HOW TO COMPLETE THIS TASK: Write out the data exactly, every line included.

Segment Start: RECORDS FOR THIS EXERCISE

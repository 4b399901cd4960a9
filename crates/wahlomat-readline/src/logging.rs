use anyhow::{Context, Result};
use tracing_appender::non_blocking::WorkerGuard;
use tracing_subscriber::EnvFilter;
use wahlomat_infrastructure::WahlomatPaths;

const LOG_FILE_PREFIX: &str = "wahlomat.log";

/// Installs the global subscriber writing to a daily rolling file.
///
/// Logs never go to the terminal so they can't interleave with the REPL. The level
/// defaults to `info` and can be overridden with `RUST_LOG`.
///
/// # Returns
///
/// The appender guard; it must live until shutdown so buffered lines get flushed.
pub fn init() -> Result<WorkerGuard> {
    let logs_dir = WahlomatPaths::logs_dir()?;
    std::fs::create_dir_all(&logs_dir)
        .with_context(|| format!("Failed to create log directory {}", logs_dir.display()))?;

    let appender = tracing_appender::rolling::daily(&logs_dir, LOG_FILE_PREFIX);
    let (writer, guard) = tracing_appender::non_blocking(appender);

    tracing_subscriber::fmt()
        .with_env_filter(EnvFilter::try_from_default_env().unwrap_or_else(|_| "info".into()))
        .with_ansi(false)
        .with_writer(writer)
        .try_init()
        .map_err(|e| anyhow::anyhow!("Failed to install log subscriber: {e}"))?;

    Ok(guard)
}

Segment End: RECORDS FOR THIS EXERCISE

RESULT:
repository 4b399901cd4960a9
filename crates/wahlomat-readline/src/logging.rs
use anyhow::{Context, Result};
use tracing_appender::non_blocking::WorkerGuard;
use tracing_subscriber::EnvFilter;
use wahlomat_infrastructure::WahlomatPaths;

const LOG_FILE_PREFIX: &str = "wahlomat.log";

/// Installs the global subscriber writing to a daily rolling file.
///
/// Logs never go to the terminal so they can't interleave with the REPL. The level
/// defaults to `info` and can be overridden with `RUST_LOG`.
///
/// # Returns
///
/// The appender guard; it must live until shutdown so buffered lines get flushed.
pub fn init() -> Result<WorkerGuard> {
    let logs_dir = WahlomatPaths::logs_dir()?;
    std::fs::create_dir_all(&logs_dir)
        .with_context(|| format!("Failed to create log directory {}", logs_dir.display()))?;

    let appender = tracing_appender::rolling::daily(&logs_dir, LOG_FILE_PREFIX);
    let (writer, guard) = tracing_appender::non_blocking(appender);

    tracing_subscriber::fmt()
        .with_env_filter(EnvFilter::try_from_default_env().unwrap_or_else(|_| "info".into()))
        .with_ansi(false)
        .with_writer(writer)
        .try_init()
        .map_err(|e| anyhow::anyhow!("Failed to install log subscriber: {e}"))?;

    Ok(guard)
}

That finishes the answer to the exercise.